What follows is a block of records; restate each one word for word.

Collected data entries:
......

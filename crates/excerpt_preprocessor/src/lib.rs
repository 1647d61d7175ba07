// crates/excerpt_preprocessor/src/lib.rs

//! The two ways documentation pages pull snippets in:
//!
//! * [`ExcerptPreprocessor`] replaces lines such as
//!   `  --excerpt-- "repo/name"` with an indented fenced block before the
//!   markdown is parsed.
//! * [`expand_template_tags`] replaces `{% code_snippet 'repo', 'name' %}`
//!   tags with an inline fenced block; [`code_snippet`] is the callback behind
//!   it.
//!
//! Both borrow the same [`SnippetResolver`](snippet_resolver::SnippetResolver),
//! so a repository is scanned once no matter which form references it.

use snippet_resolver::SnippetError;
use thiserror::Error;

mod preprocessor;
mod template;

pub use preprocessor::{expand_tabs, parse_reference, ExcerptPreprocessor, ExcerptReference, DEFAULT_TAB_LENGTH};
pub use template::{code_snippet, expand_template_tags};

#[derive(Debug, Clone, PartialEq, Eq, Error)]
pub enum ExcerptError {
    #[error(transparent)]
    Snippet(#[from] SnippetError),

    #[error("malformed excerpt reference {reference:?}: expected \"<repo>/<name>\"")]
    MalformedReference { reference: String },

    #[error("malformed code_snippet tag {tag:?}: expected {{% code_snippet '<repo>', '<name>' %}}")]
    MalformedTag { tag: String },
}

......

TASK OUTPUT:
filename crates/excerpt_preprocessor/src/lib.rs
repository 1647d61d7175ba07
// crates/excerpt_preprocessor/src/lib.rs

//! The two ways documentation pages pull snippets in:
//!
//! * [`ExcerptPreprocessor`] replaces lines such as
//!   `  --excerpt-- "repo/name"` with an indented fenced block before the
//!   markdown is parsed.
//! * [`expand_template_tags`] replaces `{% code_snippet 'repo', 'name' %}`
//!   tags with an inline fenced block; [`code_snippet`] is the callback behind
//!   it.
//!
//! Both borrow the same [`SnippetResolver`](snippet_resolver::SnippetResolver),
//! so a repository is scanned once no matter which form references it.

use snippet_resolver::SnippetError;
use thiserror::Error;

mod preprocessor;
mod template;

pub use preprocessor::{expand_tabs, parse_reference, ExcerptPreprocessor, ExcerptReference, DEFAULT_TAB_LENGTH};
pub use template::{code_snippet, expand_template_tags};

#[derive(Debug, Clone, PartialEq, Eq, Error)]
pub enum ExcerptError {
    #[error(transparent)]
    Snippet(#[from] SnippetError),

    #[error("malformed excerpt reference {reference:?}: expected \"<repo>/<name>\"")]
    MalformedReference { reference: String },

    #[error("malformed code_snippet tag {tag:?}: expected {{% code_snippet '<repo>', '<name>' %}}")]
    MalformedTag { tag: String },
}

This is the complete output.